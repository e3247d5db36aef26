//! Environment abstraction for deterministic testing.
//!
//! Decouples session logic from system resources (monotonic time, wall-clock
//! time, sleeping). Production drivers use the system clocks; the simulation
//! harness substitutes a virtual clock it advances explicitly.

use std::time::Duration;

use chrono::{DateTime, Utc};

/// Abstract environment providing time and async primitives.
///
/// # Invariants
///
/// Implementations MUST guarantee:
///
/// - `now()` never goes backwards
/// - `wall_clock()` is only used to stamp outgoing messages, never to order
///   or expire state
pub trait Environment: Clone + Send + Sync + 'static {
    /// The specific instant type used by this environment.
    ///
    /// Production environments use `std::time::Instant`, while simulation
    /// environments use virtual time.
    type Instant: Copy + Ord + Send + Sync + std::ops::Sub<Output = Duration>;

    /// Current time (monotonic).
    ///
    /// Drives handshake timeouts and the echo suppression window.
    fn now(&self) -> Self::Instant;

    /// Current wall-clock time, used for message timestamps.
    fn wall_clock(&self) -> DateTime<Utc>;

    /// Sleeps for the specified duration.
    ///
    /// This is the ONLY async method in the trait, and it should only be used
    /// by driver code (not session logic).
    fn sleep(&self, duration: Duration) -> impl std::future::Future<Output = ()> + Send;
}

□ □ □ □ □

_Task requirements:_ What is the number of lines in the listing above that contain the string "used"? Give only the number.

_Your response:_ 4